Circulating ketone bodies (KBs) are substantially elevated at presentation and 24 hours after ST-segment elevation myocardial infarction (STEMI), according to new research.
The study also showed that greater KB levels measured after 24 hours of reperfusion were associated with larger infarct size and reduced left ventricular ejection fraction (LVEF).
The findings suggest a potential role for ketone metabolism in response to myocardial ischemia, conclude researchers in their report, published in the October 5 issue of the Journal of the American College of Cardiology.
“Ketones serve as an alternative source of energy for the heart,” lead author Marie-Sophie L.Y. de Koning, MD, University Medical Center Groningen, the Netherlands, told this news organization.

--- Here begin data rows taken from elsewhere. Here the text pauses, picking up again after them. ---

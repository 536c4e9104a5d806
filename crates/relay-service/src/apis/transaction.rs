//! Where a source deposit is in the relay.

use super::ApiError;
use relay_storage::StorageService;
use relay_types::{Address, BundleState, StatefulBundle, B256};
use serde::{Deserialize, Serialize};
use std::str::FromStr;

/// Query string of the transaction and batch endpoints.
#[derive(Debug, Clone, Deserialize)]
pub struct TransactionQuery {
	pub source_tx_hash: String,
}

/// Relay state of a source deposit.
#[derive(Debug, Clone, Copy, PartialEq, Eq, Serialize, Deserialize)]
#[serde(rename_all = "SCREAMING_SNAKE_CASE")]
pub enum TransferStatus {
	/// No bundle carries the deposit, yet.
	NotFound,
	Stored,
	Signed,
	Submitted,
	Sealed,
	Finalized,
}

impl From<BundleState> for TransferStatus {
	fn from(state: BundleState) -> Self {
		match state {
			BundleState::Bundled | BundleState::Stored => TransferStatus::Stored,
			BundleState::Signed => TransferStatus::Signed,
			BundleState::Submitted => TransferStatus::Submitted,
			BundleState::Sealed => TransferStatus::Sealed,
			BundleState::Finalized => TransferStatus::Finalized,
		}
	}
}

#[derive(Debug, Clone, PartialEq, Eq, Serialize, Deserialize)]
pub struct TransactionResponse {
	pub state: TransferStatus,
	pub bundle: Option<BundleInfo>,
	pub destination: Option<DestinationInfo>,
}

/// The bundle carrying a deposit and the deposit's transfer.
#[derive(Debug, Clone, PartialEq, Eq, Serialize, Deserialize)]
pub struct BundleInfo {
	pub bundle_id: u64,
	pub bundle_hash: B256,
	pub source_block_number: u64,
	pub source_block_hash: B256,
	pub index_in_block: u32,
	pub recipient: Address,
	/// Destination units, as a decimal string.
	pub amount: String,
}

/// Destination transaction of a bundle. Block fields are set once a receipt
/// was confirmed.
#[derive(Debug, Clone, PartialEq, Eq, Serialize, Deserialize)]
pub struct DestinationInfo {
	pub tx_hash: B256,
	pub block_number: Option<u64>,
	pub block_hash: Option<B256>,
}

/// A deposit together with the destination tip.
#[derive(Debug, Clone, PartialEq, Eq, Serialize, Deserialize)]
pub struct BatchResponse {
	#[serde(flatten)]
	pub transaction: TransactionResponse,
	pub destination_latest_block: Option<u64>,
}

fn parse_hash(raw: &str) -> Result<B256, ApiError> {
	let trimmed = raw.trim();
	let hex = trimmed.strip_prefix("0x").unwrap_or(trimmed);
	if hex.len() != 64 {
		return Err(ApiError::InvalidHash(format!(
			"expected 32 bytes of hex, got {} characters",
			hex.len()
		)));
	}
	B256::from_str(hex).map_err(|e| ApiError::InvalidHash(e.to_string()))
}

fn describe(bundle: &StatefulBundle, source_tx_hash: &B256) -> TransactionResponse {
	let transfer = bundle
		.transfers()
		.iter()
		.find(|t| &t.source_tx_hash == source_tx_hash);
	let info = transfer.map(|t| BundleInfo {
		bundle_id: bundle.id(),
		bundle_hash: *bundle.bundle_hash(),
		source_block_number: bundle.bundle().source_block_number(),
		source_block_hash: *bundle.bundle().source_block_hash(),
		index_in_block: bundle.bundle().index_in_block(),
		recipient: t.recipient,
		amount: t.amount.to_string(),
	});

	let destination = match (bundle.receipt(), bundle.submitted_tx()) {
		(Some(receipt), _) => Some(DestinationInfo {
			tx_hash: receipt.transaction_hash,
			block_number: Some(receipt.block_number),
			block_hash: Some(receipt.block_hash),
		}),
		(None, Some(tx)) => Some(DestinationInfo {
			tx_hash: tx.tx_hash,
			block_number: None,
			block_hash: None,
		}),
		(None, None) => None,
	};

	TransactionResponse {
		state: bundle.state().into(),
		bundle: info,
		destination,
	}
}

const NOT_FOUND: TransactionResponse = TransactionResponse {
	state: TransferStatus::NotFound,
	bundle: None,
	destination: None,
};

pub async fn get_transaction(storage: &StorageService, raw_hash: &str) -> Result<TransactionResponse, ApiError> {
	let tx_hash = parse_hash(raw_hash)?;
	let Some(bundle_id) = storage.bundle_for_transfer(&tx_hash).await? else {
		return Ok(NOT_FOUND);
	};
	match storage.load_bundle(bundle_id).await? {
		Some(bundle) => Ok(describe(&bundle, &tx_hash)),
		None => {
			tracing::warn!(bundle_id, %tx_hash, "Indexed transfer points at a missing bundle");
			Ok(NOT_FOUND)
		},
	}
}

pub async fn get_batch(
	storage: &StorageService,
	raw_hash: &str,
	destination_chain: &str,
) -> Result<BatchResponse, ApiError> {
	let transaction = get_transaction(storage, raw_hash).await?;
	Ok(BatchResponse {
		transaction,
		destination_latest_block: storage.load_tip(destination_chain).await?,
	})
}

#[cfg(test)]
mod tests {
	use super::*;
	use relay_storage::implementations::memory::MemoryStorage;
	use relay_types::{Bundle, SubmittedTx, Transfer};

	fn storage() -> StorageService {
		StorageService::new(Box::new(MemoryStorage::new()))
	}

	fn tx(n: u8) -> B256 {
		B256::repeat_byte(n)
	}

	fn stored(id: u64) -> StatefulBundle {
		let transfers = vec![
			Transfer::new(tx(1), Address::repeat_byte(0x11), 1_000),
			Transfer::new(tx(2), Address::repeat_byte(0x12), 2_000),
		];
		let mut bundle = StatefulBundle::new(id, Bundle::new(12, B256::repeat_byte(0xb1), 1, transfers));
		bundle.set_stored().unwrap();
		bundle
	}

	#[test]
	fn test_hash_parsing() {
		assert_eq!(parse_hash(&tx(7).to_string()).unwrap(), tx(7));
		assert_eq!(parse_hash(&tx(7).to_string()[2..]).unwrap(), tx(7));
		assert!(matches!(parse_hash("0x1234"), Err(ApiError::InvalidHash(_))));
		assert!(matches!(parse_hash(&"zz".repeat(32)), Err(ApiError::InvalidHash(_))));
	}

	#[tokio::test]
	async fn test_unknown_transaction_is_not_found() {
		let response = get_transaction(&storage(), &tx(9).to_string()).await.unwrap();
		assert_eq!(response, NOT_FOUND);
	}

	#[tokio::test]
	async fn test_stored_transfer_is_described() {
		let storage = storage();
		let bundle = stored(4);
		storage.store_bundle(&bundle).await.unwrap();
		storage.index_transfers(&bundle).await.unwrap();

		let response = get_transaction(&storage, &tx(2).to_string()).await.unwrap();
		assert_eq!(response.state, TransferStatus::Stored);
		assert!(response.destination.is_none());
		let info = response.bundle.unwrap();
		assert_eq!(info.bundle_id, 4);
		assert_eq!(info.index_in_block, 1);
		assert_eq!(info.recipient, Address::repeat_byte(0x12));
		assert_eq!(info.amount, "2000");
	}

	#[tokio::test]
	async fn test_submitted_transfer_reports_destination_tx() {
		let storage = storage();
		let mut bundle = stored(4);
		bundle.set_signed(Vec::new()).unwrap();
		bundle
			.set_submitted(SubmittedTx {
				block_number: 300,
				tx_hash: tx(0xd0),
				from: Address::repeat_byte(5),
				nonce: 2,
			})
			.unwrap();
		storage.store_bundle(&bundle).await.unwrap();
		storage.index_transfers(&bundle).await.unwrap();
		storage.store_tip("aion", 305).await.unwrap();

		let batch = get_batch(&storage, &tx(1).to_string(), "aion").await.unwrap();
		assert_eq!(batch.transaction.state, TransferStatus::Submitted);
		assert_eq!(
			batch.transaction.destination,
			Some(DestinationInfo {
				tx_hash: tx(0xd0),
				block_number: None,
				block_hash: None,
			})
		);
		assert_eq!(batch.destination_latest_block, Some(305));

		let json = serde_json::to_value(&batch).unwrap();
		assert_eq!(json["state"], "SUBMITTED");
		assert_eq!(json["destination_latest_block"], 305);
	}

	#[tokio::test]
	async fn test_invalid_hash_is_rejected_before_lookup() {
		assert!(matches!(
			get_batch(&storage(), "not-a-hash", "aion").await,
			Err(ApiError::InvalidHash(_))
		));
	}
}
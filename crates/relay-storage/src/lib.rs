//! Persistence for the bridge relay.
//!
//! Bundles are stored under monotonically increasing ids together with a
//! handful of progress markers: the next id to assign, the last finalized
//! id and the source checkpoint. An index from source transaction to bundle
//! id and the last observed relayer balance serve status queries. Backends
//! only deal in bytes; this crate's [`StorageService`] adds the typed relay
//! operations on top.

use async_trait::async_trait;
use relay_types::{
	BalanceRecord, ChainLink, ConfigSchema, ImplementationRegistry, StatefulBundle, StorageKey, B256,
};
use serde::{de::DeserializeOwned, Serialize};
use std::time::Duration;
use thiserror::Error;

/// Re-export implementations
pub mod implementations {
	pub mod file;
	pub mod memory;
}

/// Errors that can occur during storage operations.
#[derive(Debug, Error)]
pub enum StorageError {
	/// Error that occurs when a requested item is not found.
	#[error("Not found")]
	NotFound,
	/// Error that occurs during serialization/deserialization.
	#[error("Serialization error: {0}")]
	Serialization(String),
	/// Error that occurs in the storage backend.
	#[error("Backend error: {0}")]
	Backend(String),
	/// Error that occurs during configuration validation.
	#[error("Configuration error: {0}")]
	Configuration(String),
}

/// Low-level key-value interface for storage backends.
#[async_trait]
pub trait StorageInterface: Send + Sync {
	/// Retrieves raw bytes for the given key.
	async fn get_bytes(&self, key: &str) -> Result<Vec<u8>, StorageError>;

	/// Stores raw bytes with optional time-to-live.
	async fn set_bytes(&self, key: &str, value: Vec<u8>, ttl: Option<Duration>) -> Result<(), StorageError>;

	/// Deletes the value associated with the given key.
	async fn delete(&self, key: &str) -> Result<(), StorageError>;

	/// Checks if a key exists in storage.
	async fn exists(&self, key: &str) -> Result<bool, StorageError>;

	/// Returns the configuration schema for validation.
	fn config_schema(&self) -> Box<dyn ConfigSchema>;

	/// Removes expired entries and returns how many were removed.
	async fn cleanup_expired(&self) -> Result<usize, StorageError> {
		Ok(0)
	}
}

/// Type alias for storage factory functions.
pub type StorageFactory = fn(&toml::Value) -> Result<Box<dyn StorageInterface>, StorageError>;

/// Registry trait for storage implementations.
pub trait StorageRegistry: ImplementationRegistry<Factory = StorageFactory> {}

/// Get all registered storage implementations.
pub fn get_all_implementations() -> Vec<(&'static str, StorageFactory)> {
	use implementations::{file, memory};

	vec![
		(file::Registry::NAME, file::Registry::factory()),
		(memory::Registry::NAME, memory::Registry::factory()),
	]
}

const NEXT_BUNDLE_ID: &str = "next_bundle_id";
const LAST_FINALIZED: &str = "last_finalized";
const SOURCE_CHECKPOINT: &str = "source";

/// Bundle ids start at 1 so that "nothing finalized yet" can be 0.
pub const FIRST_BUNDLE_ID: u64 = 1;

/// Typed relay persistence over a storage backend.
pub struct StorageService {
	backend: Box<dyn StorageInterface>,
}

impl StorageService {
	pub fn new(backend: Box<dyn StorageInterface>) -> Self {
		Self { backend }
	}

	fn key(namespace: StorageKey, id: &str) -> String {
		format!("{}:{}", namespace.as_str(), id)
	}

	/// Zero padded so that keys sort in id order.
	fn bundle_key(bundle_id: u64) -> String {
		Self::key(StorageKey::Bundles, &format!("{:020}", bundle_id))
	}

	/// Stores a serializable value under `namespace:id`.
	pub async fn store<T: Serialize>(
		&self,
		namespace: StorageKey,
		id: &str,
		data: &T,
	) -> Result<(), StorageError> {
		let bytes = serde_json::to_vec(data).map_err(|e| StorageError::Serialization(e.to_string()))?;
		self.backend
			.set_bytes(&Self::key(namespace, id), bytes, None)
			.await
	}

	/// Retrieves a value, `None` when the key does not exist.
	pub async fn retrieve<T: DeserializeOwned>(
		&self,
		namespace: StorageKey,
		id: &str,
	) -> Result<Option<T>, StorageError> {
		match self.backend.get_bytes(&Self::key(namespace, id)).await {
			Ok(bytes) => serde_json::from_slice(&bytes)
				.map(Some)
				.map_err(|e| StorageError::Serialization(e.to_string())),
			Err(StorageError::NotFound) => Ok(None),
			Err(e) => Err(e),
		}
	}

	/// Writes the bundle in its current state, replacing any earlier version.
	pub async fn store_bundle(&self, bundle: &StatefulBundle) -> Result<(), StorageError> {
		let bytes = serde_json::to_vec(bundle).map_err(|e| StorageError::Serialization(e.to_string()))?;
		self.backend
			.set_bytes(&Self::bundle_key(bundle.id()), bytes, None)
			.await?;
		tracing::trace!(bundle_id = bundle.id(), state = %bundle.state(), "Stored bundle");
		Ok(())
	}

	pub async fn load_bundle(&self, bundle_id: u64) -> Result<Option<StatefulBundle>, StorageError> {
		match self.backend.get_bytes(&Self::bundle_key(bundle_id)).await {
			Ok(bytes) => serde_json::from_slice(&bytes)
				.map(Some)
				.map_err(|e| StorageError::Serialization(e.to_string())),
			Err(StorageError::NotFound) => Ok(None),
			Err(e) => Err(e),
		}
	}

	/// Loads bundles with ids in `[from, to)`, in id order.
	///
	/// Every id in the range must exist: ids are assigned without gaps, so a
	/// hole means the store lost data.
	pub async fn load_bundles(&self, from: u64, to: u64) -> Result<Vec<StatefulBundle>, StorageError> {
		let mut bundles = Vec::with_capacity(to.saturating_sub(from) as usize);
		for bundle_id in from..to {
			let bundle = self
				.load_bundle(bundle_id)
				.await?
				.ok_or_else(|| StorageError::Backend(format!("Bundle {} missing from store", bundle_id)))?;
			bundles.push(bundle);
		}
		Ok(bundles)
	}

	/// Next id to assign, [`FIRST_BUNDLE_ID`] on an empty store.
	pub async fn next_bundle_id(&self) -> Result<u64, StorageError> {
		Ok(self
			.retrieve(StorageKey::Checkpoints, NEXT_BUNDLE_ID)
			.await?
			.unwrap_or(FIRST_BUNDLE_ID))
	}

	pub async fn set_next_bundle_id(&self, bundle_id: u64) -> Result<(), StorageError> {
		self.store(StorageKey::Checkpoints, NEXT_BUNDLE_ID, &bundle_id)
			.await
	}

	/// Id of the most recently finalized bundle, 0 when none.
	pub async fn last_finalized(&self) -> Result<u64, StorageError> {
		Ok(self
			.retrieve(StorageKey::Checkpoints, LAST_FINALIZED)
			.await?
			.unwrap_or(0))
	}

	pub async fn set_last_finalized(&self, bundle_id: u64) -> Result<(), StorageError> {
		self.store(StorageKey::Checkpoints, LAST_FINALIZED, &bundle_id)
			.await
	}

	/// Last source block fully processed by the source watcher.
	pub async fn source_checkpoint(&self) -> Result<Option<ChainLink>, StorageError> {
		self.retrieve(StorageKey::Checkpoints, SOURCE_CHECKPOINT)
			.await
	}

	pub async fn set_source_checkpoint(&self, link: &ChainLink) -> Result<(), StorageError> {
		self.store(StorageKey::Checkpoints, SOURCE_CHECKPOINT, link)
			.await
	}

	pub async fn store_tip(&self, chain: &str, height: u64) -> Result<(), StorageError> {
		self.store(StorageKey::Tips, chain, &height).await
	}

	pub async fn load_tip(&self, chain: &str) -> Result<Option<u64>, StorageError> {
		self.retrieve(StorageKey::Tips, chain).await
	}

	/// Records which bundle carries each transfer of `bundle`.
	pub async fn index_transfers(&self, bundle: &StatefulBundle) -> Result<(), StorageError> {
		for transfer in bundle.transfers() {
			self.store(StorageKey::Transfers, &transfer.source_tx_hash.to_string(), &bundle.id())
				.await?;
		}
		Ok(())
	}

	/// Id of the bundle carrying the deposit made in `source_tx_hash`.
	pub async fn bundle_for_transfer(&self, source_tx_hash: &B256) -> Result<Option<u64>, StorageError> {
		self.retrieve(StorageKey::Transfers, &source_tx_hash.to_string())
			.await
	}

	pub async fn store_balance(&self, chain: &str, record: &BalanceRecord) -> Result<(), StorageError> {
		self.store(StorageKey::Balances, chain, record).await
	}

	pub async fn load_balance(&self, chain: &str) -> Result<Option<BalanceRecord>, StorageError> {
		self.retrieve(StorageKey::Balances, chain).await
	}

	/// Removes expired entries from storage.
	pub async fn cleanup_expired(&self) -> Result<usize, StorageError> {
		self.backend.cleanup_expired().await
	}
}
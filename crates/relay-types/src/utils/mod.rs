//! Utility functions for formatting hashes and hex strings.

pub mod formatting;

pub use formatting::{short_hash, truncate_id, with_0x_prefix, without_0x_prefix};
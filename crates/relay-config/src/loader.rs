//! Multi-file configuration loading.
//!
//! A root file may list other files under `include`. Included files are
//! merged into the root at the top level; a section defined twice is an
//! error rather than a silent override.

use crate::{resolve_env_vars, Config, ConfigError};
use std::collections::{HashMap, HashSet};
use std::path::{Path, PathBuf};

/// Loads a root configuration file together with its includes.
pub(crate) struct ConfigLoader {
	base_path: PathBuf,
	/// Canonical paths already read, for cycle detection.
	visited: HashSet<PathBuf>,
	/// Top-level section name to the file that defined it.
	owners: HashMap<String, PathBuf>,
}

impl ConfigLoader {
	pub(crate) fn new(base_path: impl AsRef<Path>) -> Self {
		Self {
			base_path: base_path.as_ref().to_path_buf(),
			visited: HashSet::new(),
			owners: HashMap::new(),
		}
	}

	/// Reads `root`, merges every included file and parses the result.
	pub(crate) async fn load_config(&mut self, root: impl AsRef<Path>) -> Result<Config, ConfigError> {
		let root = self.locate(root)?;
		let content = self.read(&root).await?;
		let mut document: toml::Value = toml::from_str(&content)?;

		let includes = take_includes(&mut document)?;
		if includes.is_empty() {
			return content.parse();
		}

		self.claim_sections(&document, &root)?;
		for include in includes {
			let path = self.locate(&include)?;
			let included: toml::Value = toml::from_str(&self.read(&path).await?)?;
			if included.get("include").is_some() {
				return Err(ConfigError::Validation(format!(
					"Nested include in {} is not supported",
					path.display()
				)));
			}
			self.claim_sections(&included, &path)?;
			if let (Some(target), toml::Value::Table(source)) = (document.as_table_mut(), included) {
				target.extend(source);
			}
		}

		let merged = toml::to_string(&document)
			.map_err(|e| ConfigError::Parse(format!("Failed to serialize merged config: {}", e)))?;
		merged.parse()
	}

	async fn read(&mut self, path: &Path) -> Result<String, ConfigError> {
		let canonical = path.canonicalize().map_err(|e| {
			ConfigError::Io(std::io::Error::new(
				std::io::ErrorKind::NotFound,
				format!("Cannot resolve path {}: {}", path.display(), e),
			))
		})?;
		if !self.visited.insert(canonical.clone()) {
			return Err(ConfigError::Validation(format!(
				"Circular include detected: {} was already loaded",
				canonical.display()
			)));
		}

		let content = tokio::fs::read_to_string(path).await?;
		resolve_env_vars(&content)
	}

	fn claim_sections(&mut self, document: &toml::Value, source: &Path) -> Result<(), ConfigError> {
		let Some(table) = document.as_table() else {
			return Ok(());
		};
		for key in table.keys() {
			if let Some(owner) = self.owners.get(key) {
				return Err(ConfigError::Validation(format!(
					"Duplicate section '{}' found in {} and {}",
					key,
					owner.display(),
					source.display()
				)));
			}
			self.owners.insert(key.clone(), source.to_path_buf());
		}
		Ok(())
	}

	fn locate(&self, path: impl AsRef<Path>) -> Result<PathBuf, ConfigError> {
		let path = path.as_ref();
		let resolved = if path.is_absolute() {
			path.to_path_buf()
		} else {
			self.base_path.join(path)
		};

		if !resolved.exists() {
			return Err(ConfigError::Io(std::io::Error::new(
				std::io::ErrorKind::NotFound,
				format!("Configuration file not found: {}", resolved.display()),
			)));
		}
		Ok(resolved)
	}
}

/// Removes and returns the `include` directive, accepting a string or an
/// array of strings.
fn take_includes(document: &mut toml::Value) -> Result<Vec<PathBuf>, ConfigError> {
	let Some(value) = document.as_table_mut().and_then(|t| t.remove("include")) else {
		return Ok(Vec::new());
	};

	match value {
		toml::Value::String(path) => Ok(vec![PathBuf::from(path)]),
		toml::Value::Array(items) => items
			.into_iter()
			.map(|item| match item {
				toml::Value::String(path) => Ok(PathBuf::from(path)),
				_ => Err(ConfigError::Validation(
					"Include array must contain only strings".into(),
				)),
			})
			.collect(),
		_ => Err(ConfigError::Validation(
			"Include must be a string or array of strings".into(),
		)),
	}
}

#[cfg(test)]
mod tests {
	use super::*;
	use crate::tests::SAMPLE;
	use std::fs;
	use tempfile::TempDir;

	/// Splits the sample so that `[relay]` stays in the root file.
	fn split_sample() -> (&'static str, &'static str) {
		let at = SAMPLE.find("[source]").unwrap();
		SAMPLE.split_at(at)
	}

	#[tokio::test]
	async fn test_single_file_config() {
		let temp_dir = TempDir::new().unwrap();
		let path = temp_dir.path().join("relay.toml");
		fs::write(&path, SAMPLE).unwrap();

		let mut loader = ConfigLoader::new(temp_dir.path());
		let config = loader.load_config(&path).await.unwrap();
		assert_eq!(config.relay.id, "relay-test");
	}

	#[tokio::test]
	async fn test_config_with_includes() {
		let temp_dir = TempDir::new().unwrap();
		let (relay, rest) = split_sample();
		fs::write(
			temp_dir.path().join("main.toml"),
			format!("include = [\"chains.toml\"]\n{}", relay),
		)
		.unwrap();
		fs::write(temp_dir.path().join("chains.toml"), rest).unwrap();

		let mut loader = ConfigLoader::new(temp_dir.path());
		let config = loader.load_config("main.toml").await.unwrap();
		assert_eq!(config.relay.id, "relay-test");
		assert_eq!(config.destination.chain_id, 256);
		assert_eq!(config.storage.primary, "memory");
	}

	#[tokio::test]
	async fn test_single_string_include() {
		let temp_dir = TempDir::new().unwrap();
		let (relay, rest) = split_sample();
		fs::write(
			temp_dir.path().join("main.toml"),
			format!("include = \"chains.toml\"\n{}", relay),
		)
		.unwrap();
		fs::write(temp_dir.path().join("chains.toml"), rest).unwrap();

		let config = Config::from_file(temp_dir.path().join("main.toml").to_str().unwrap())
			.await
			.unwrap();
		assert_eq!(config.source.name, "ethereum");
	}

	#[tokio::test]
	async fn test_duplicate_section_error() {
		let temp_dir = TempDir::new().unwrap();
		fs::write(
			temp_dir.path().join("main.toml"),
			"include = [\"duplicate.toml\"]\n[relay]\nid = \"a\"\n",
		)
		.unwrap();
		fs::write(temp_dir.path().join("duplicate.toml"), "[relay]\nid = \"b\"\n").unwrap();

		let mut loader = ConfigLoader::new(temp_dir.path());
		let err = loader.load_config("main.toml").await.unwrap_err();
		assert!(err.to_string().contains("Duplicate section 'relay'"));
	}

	#[tokio::test]
	async fn test_self_include_detection() {
		let temp_dir = TempDir::new().unwrap();
		fs::write(
			temp_dir.path().join("self.toml"),
			"include = [\"self.toml\"]\n[relay]\nid = \"a\"\n",
		)
		.unwrap();

		let mut loader = ConfigLoader::new(temp_dir.path());
		let err = loader.load_config("self.toml").await.unwrap_err();
		assert!(err.to_string().contains("already loaded"));
	}

	#[tokio::test]
	async fn test_missing_include() {
		let temp_dir = TempDir::new().unwrap();
		fs::write(
			temp_dir.path().join("main.toml"),
			"include = [\"absent.toml\"]\n[relay]\nid = \"a\"\n",
		)
		.unwrap();

		let mut loader = ConfigLoader::new(temp_dir.path());
		assert!(matches!(
			loader.load_config("main.toml").await,
			Err(ConfigError::Io(_))
		));
	}
}
//! Factory registry for relay implementations.
//!
//! Collects the implementations each crate registers and hands them to the
//! [`RelayBuilder`] keyed by the names used in configuration.

use relay_config::Config;
use relay_core::{BuilderError, RelayBuilder, RelayEngine, RelayFactories};
use std::collections::HashMap;

/// Turns a crate's `(name, factory)` list into a lookup map.
fn factory_map<F>(implementations: Vec<(&'static str, F)>) -> HashMap<String, F> {
	implementations
		.into_iter()
		.map(|(name, factory)| (name.to_string(), factory))
		.collect()
}

/// Every implementation compiled into this binary.
pub fn registered_factories() -> RelayFactories {
	RelayFactories {
		connection_factories: factory_map(relay_chain::get_all_implementations()),
		signer_factories: factory_map(relay_signer::get_all_implementations()),
		delivery_factories: factory_map(relay_delivery::get_all_implementations()),
		storage_factories: factory_map(relay_storage::get_all_implementations()),
	}
}

/// Builds the relay engine from configuration with all registered
/// implementations.
pub async fn build_relay(config: Config) -> Result<RelayEngine, BuilderError> {
	RelayBuilder::new(config).build(registered_factories()).await
}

“These results might suggest that ketone bodies may be an important fuel for the heart after myocardial ischemia.” The role of KBs in heart failure has been previously studied, but their role in myocardial infarction has not, Dr. De Koning said.
“In heart failure, metabolic changes occur that cause the heart to increasingly rely on ketone bodies as an important energy source. Accordingly, concentrations of circulating ketone bodies are elevated and higher concentrations have been linked with more severe heart failure,” she said.
”This might suggest that upregulation of ketone metabolism is a universal cardiac response to stress,” Dr. De Koning added. “But the role of ketone bodies in myocardial infarction remained largely unknown, and this triggered us to investigate circulating ketone bodies in patients presenting with STEMI.”
She and her team measured circulating KBs in archived plasma samples from 369 participants in the randomized GIPS-III trial. The study had primarily looked at the effect of 4 months of metformin therapy, compared with placebo, on LVEF in nondiabetic patients with a first STEMI.
Blood samples had been taken at baseline before percutaneous coronary intervention (PCI), at 24 hours after reperfusion, and at 4 months.
The current study investigated longitudinal post-STEMI changes in the circulating KBs beta-hydroxybutyrate, acetoacetate, and acetone. It also looked at associations of KBs with infarct size and LVEF, both of which were measured with cardiac magnetic resonance (CMR) imaging 4 months after STEMI.
Circulating KB levels were three times higher at STEMI presentation than at 4 months. At presentation, the median total KB level was 520 μmol/L. It was still higher 24 hours after reperfusion than at 4 months (206 vs. 166 μmol/L; P < .001).
The 24-hour KB elevations were independently and positively associated with larger infarct size (P = .016) and lower LVEF (P = .012), the group reports.
“Our results indicate a possible role for ketone bodies during myocardial infarction,” Dr. De Koning said.
The KB elevations were probably followed by “an increase in cardiac ketone body metabolism, in order to fuel the heart that is energetically depleted.”
But the study didn’t explore cardiac KB consumption, Dr. De Koning cautioned, adding that the next steps in this research should be to investigate post-STEMI cardiac ketone metabolism and its pathophysiologic mechanisms. “This may facilitate future trials to study therapeutic effects of ketone body supplementation during or after STEMI.”
The current findings “form an essential basis for our understanding of the role of KBs in ischemia/reperfusion,” write Salva R. Yurista, MD, PhD, and colleagues, Massachusetts General Hospital and Harvard Medical School, Boston, in an accompanying editorial.
“Although the appeal of enhancing KBs as a therapeutic approach is understandable, additional rigorous preclinical and clinical studies will be required to test this therapeutic hypothesis and determine the mechanisms contributing to any benefits observed,” they note.
”Exposure to cardiac stress, such as ischemia, infarction, or heart failure, will stimulate the release of neurohormones, pro-inflammatory cytokines, and natriuretic peptides, which may play roles in stimulating ketogenesis or the production of ketone bodies,” Dr. Yurista told this news organization.
The increased circulating ketone concentrations and myocardial ketone oxidation that were associated with poor functional outcomes have been reported in other clinical contexts, including heart failure with reduced ejection fraction, heart failure with preserved cardiac function, diabetic cardiomyopathy, and arrhythmogenic cardiomyopathy, he said.
Dr. Yurista agrees that KBs could have therapeutic merit.
“Circulating ketone concentrations determine the contribution of ketones to the cardiac diet,” he said. “Thus, increasing cardiac delivery of ketone bodies through supplementation or other means to the heart undergoing stress, including STEMI and heart failure, could have therapeutic potential.”
The GIPS-III trial was supported by the Netherlands Organization for Health Research and Development (ZonMw). Neither Dr. De Koning nor the other authors report relevant financial relationships. Dr. Yurista and the other editorialists report no relevant relationships.